Directions:
Down to the last line, repeat the entries exactly.

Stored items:
»»

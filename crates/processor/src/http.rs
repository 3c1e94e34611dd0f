use std::sync::Arc;

use axum::extract::{Path, State};
use axum::http::StatusCode;
use axum::response::{IntoResponse, Response};
use axum::routing::{get, post};
use axum::{Json, Router};
use chrono::{Duration, Utc};
use tracing::{error, warn};
use uuid::Uuid;

use shared::guardian;
use shared::models::{
    ErrorBody, ErrorResponse, HealthResponse, OkResponse, ProviderHealth, StatusResponse,
    ThroughputSummary, TierStatus, TriggerRequest, TriggerResponse,
};
use shared::tier::Tier;

use crate::Engine;
use crate::scheduler::{self, LaunchError};

pub(crate) fn build_router(engine: Arc<Engine>) -> Router {
    Router::new()
        .route("/health", get(health))
        .route("/status", get(status))
        .route("/trigger", post(trigger))
        .route("/jobs/{id}/cancel", post(cancel_job))
        .route("/guardian/anomalies", get(guardian_anomalies))
        .with_state(engine)
}

fn error_response(status: StatusCode, code: &str, message: impl Into<String>) -> Response {
    (
        status,
        Json(ErrorResponse {
            error: ErrorBody {
                code: code.to_string(),
                message: message.into(),
            },
        }),
    )
        .into_response()
}

async fn health(State(engine): State<Arc<Engine>>) -> impl IntoResponse {
    Json(HealthResponse {
        status: "ok".to_string(),
        providers_enabled: engine.registry.list_enabled().len(),
        active_runs: engine.runs.active_count(),
    })
}

async fn status(State(engine): State<Arc<Engine>>) -> Response {
    let day_ago = Utc::now() - Duration::days(1);
    let responses_24h = match engine.store.count_responses_since(day_ago).await {
        Ok(count) => count,
        Err(err) => {
            error!("status query failed: {err}");
            return error_response(
                StatusCode::SERVICE_UNAVAILABLE,
                "storage_unavailable",
                "could not read throughput counters",
            );
        }
    };
    let cost_24h_usd = match engine.store.total_cost_since(day_ago).await {
        Ok(total) => total,
        Err(err) => {
            error!("status query failed: {err}");
            return error_response(
                StatusCode::SERVICE_UNAVAILABLE,
                "storage_unavailable",
                "could not read throughput counters",
            );
        }
    };

    let tiers = Tier::ALL
        .into_iter()
        .map(|tier| TierStatus {
            tier: tier.as_str().to_string(),
            next_run_at: engine.runs.next_run(tier),
            active_run_id: engine.runs.active_run_id(tier),
            last_run: engine.runs.last_summary(tier),
        })
        .collect();

    let providers = engine
        .registry
        .list_enabled()
        .into_iter()
        .map(|provider| ProviderHealth {
            provider: provider.id.as_str().to_string(),
            tier: provider.tier.as_str().to_string(),
            circuit_state: engine.breakers.state(provider.id).as_str().to_string(),
            health_score: engine.telemetry.health_score(provider.id),
            keys: engine.registry.key_pool_size(provider.id),
        })
        .collect();

    Json(StatusResponse {
        tiers,
        throughput: ThroughputSummary {
            responses_24h,
            cost_24h_usd,
        },
        providers,
    })
    .into_response()
}

async fn trigger(
    State(engine): State<Arc<Engine>>,
    Json(request): Json<TriggerRequest>,
) -> Response {
    let Some(tier) = Tier::parse(&request.tier) else {
        return error_response(
            StatusCode::BAD_REQUEST,
            "unknown_tier",
            format!("unknown tier: {}", request.tier),
        );
    };

    match scheduler::launch_run(engine.clone(), tier, request.limit, request.force).await {
        Ok(started) => (
            StatusCode::ACCEPTED,
            Json(TriggerResponse {
                run_id: started.run_id,
                tier: tier.as_str().to_string(),
            }),
        )
            .into_response(),
        Err(LaunchError::AlreadyActive) => error_response(
            StatusCode::CONFLICT,
            "run_active",
            "an identical run is already active; pass force=true to replace it",
        ),
        Err(LaunchError::GuardianBlocked(reasons)) => {
            warn!(tier = tier.as_str(), "trigger refused by guardian");
            error_response(
                StatusCode::SERVICE_UNAVAILABLE,
                "guardian_block",
                reasons.join("; "),
            )
        }
        Err(LaunchError::Store(err)) => {
            error!("trigger failed: {err}");
            error_response(
                StatusCode::INTERNAL_SERVER_ERROR,
                "storage_error",
                "run could not be started",
            )
        }
    }
}

async fn cancel_job(
    State(engine): State<Arc<Engine>>,
    Path(run_id): Path<Uuid>,
) -> Response {
    if engine.runs.cancel(run_id) {
        Json(OkResponse { ok: true }).into_response()
    } else {
        error_response(
            StatusCode::NOT_FOUND,
            "unknown_job",
            format!("no active run with id {run_id}"),
        )
    }
}

async fn guardian_anomalies(State(engine): State<Arc<Engine>>) -> Response {
    match guardian::anomalies(&engine.store, &engine.config.source).await {
        Ok(anomalies) => Json(anomalies).into_response(),
        Err(err) => {
            error!("anomaly scan failed: {err}");
            error_response(
                StatusCode::SERVICE_UNAVAILABLE,
                "storage_unavailable",
                "could not compute anomalies",
            )
        }
    }
}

««

Answer below:
filename crates/processor/src/http.rs
repository 3c1e94e34611dd0f
use std::sync::Arc;

use axum::extract::{Path, State};
use axum::http::StatusCode;
use axum::response::{IntoResponse, Response};
use axum::routing::{get, post};
use axum::{Json, Router};
use chrono::{Duration, Utc};
use tracing::{error, warn};
use uuid::Uuid;

use shared::guardian;
use shared::models::{
    ErrorBody, ErrorResponse, HealthResponse, OkResponse, ProviderHealth, StatusResponse,
    ThroughputSummary, TierStatus, TriggerRequest, TriggerResponse,
};
use shared::tier::Tier;

use crate::Engine;
use crate::scheduler::{self, LaunchError};

pub(crate) fn build_router(engine: Arc<Engine>) -> Router {
    Router::new()
        .route("/health", get(health))
        .route("/status", get(status))
        .route("/trigger", post(trigger))
        .route("/jobs/{id}/cancel", post(cancel_job))
        .route("/guardian/anomalies", get(guardian_anomalies))
        .with_state(engine)
}

fn error_response(status: StatusCode, code: &str, message: impl Into<String>) -> Response {
    (
        status,
        Json(ErrorResponse {
            error: ErrorBody {
                code: code.to_string(),
                message: message.into(),
            },
        }),
    )
        .into_response()
}

async fn health(State(engine): State<Arc<Engine>>) -> impl IntoResponse {
    Json(HealthResponse {
        status: "ok".to_string(),
        providers_enabled: engine.registry.list_enabled().len(),
        active_runs: engine.runs.active_count(),
    })
}

async fn status(State(engine): State<Arc<Engine>>) -> Response {
    let day_ago = Utc::now() - Duration::days(1);
    let responses_24h = match engine.store.count_responses_since(day_ago).await {
        Ok(count) => count,
        Err(err) => {
            error!("status query failed: {err}");
            return error_response(
                StatusCode::SERVICE_UNAVAILABLE,
                "storage_unavailable",
                "could not read throughput counters",
            );
        }
    };
    let cost_24h_usd = match engine.store.total_cost_since(day_ago).await {
        Ok(total) => total,
        Err(err) => {
            error!("status query failed: {err}");
            return error_response(
                StatusCode::SERVICE_UNAVAILABLE,
                "storage_unavailable",
                "could not read throughput counters",
            );
        }
    };

    let tiers = Tier::ALL
        .into_iter()
        .map(|tier| TierStatus {
            tier: tier.as_str().to_string(),
            next_run_at: engine.runs.next_run(tier),
            active_run_id: engine.runs.active_run_id(tier),
            last_run: engine.runs.last_summary(tier),
        })
        .collect();

    let providers = engine
        .registry
        .list_enabled()
        .into_iter()
        .map(|provider| ProviderHealth {
            provider: provider.id.as_str().to_string(),
            tier: provider.tier.as_str().to_string(),
            circuit_state: engine.breakers.state(provider.id).as_str().to_string(),
            health_score: engine.telemetry.health_score(provider.id),
            keys: engine.registry.key_pool_size(provider.id),
        })
        .collect();

    Json(StatusResponse {
        tiers,
        throughput: ThroughputSummary {
            responses_24h,
            cost_24h_usd,
        },
        providers,
    })
    .into_response()
}

async fn trigger(
    State(engine): State<Arc<Engine>>,
    Json(request): Json<TriggerRequest>,
) -> Response {
    let Some(tier) = Tier::parse(&request.tier) else {
        return error_response(
            StatusCode::BAD_REQUEST,
            "unknown_tier",
            format!("unknown tier: {}", request.tier),
        );
    };

    match scheduler::launch_run(engine.clone(), tier, request.limit, request.force).await {
        Ok(started) => (
            StatusCode::ACCEPTED,
            Json(TriggerResponse {
                run_id: started.run_id,
                tier: tier.as_str().to_string(),
            }),
        )
            .into_response(),
        Err(LaunchError::AlreadyActive) => error_response(
            StatusCode::CONFLICT,
            "run_active",
            "an identical run is already active; pass force=true to replace it",
        ),
        Err(LaunchError::GuardianBlocked(reasons)) => {
            warn!(tier = tier.as_str(), "trigger refused by guardian");
            error_response(
                StatusCode::SERVICE_UNAVAILABLE,
                "guardian_block",
                reasons.join("; "),
            )
        }
        Err(LaunchError::Store(err)) => {
            error!("trigger failed: {err}");
            error_response(
                StatusCode::INTERNAL_SERVER_ERROR,
                "storage_error",
                "run could not be started",
            )
        }
    }
}

async fn cancel_job(
    State(engine): State<Arc<Engine>>,
    Path(run_id): Path<Uuid>,
) -> Response {
    if engine.runs.cancel(run_id) {
        Json(OkResponse { ok: true }).into_response()
    } else {
        error_response(
            StatusCode::NOT_FOUND,
            "unknown_job",
            format!("no active run with id {run_id}"),
        )
    }
}

async fn guardian_anomalies(State(engine): State<Arc<Engine>>) -> Response {
    match guardian::anomalies(&engine.store, &engine.config.source).await {
        Ok(anomalies) => Json(anomalies).into_response(),
        Err(err) => {
            error!("anomaly scan failed: {err}");
            error_response(
                StatusCode::SERVICE_UNAVAILABLE,
                "storage_unavailable",
                "could not compute anomalies",
            )
        }
    }
}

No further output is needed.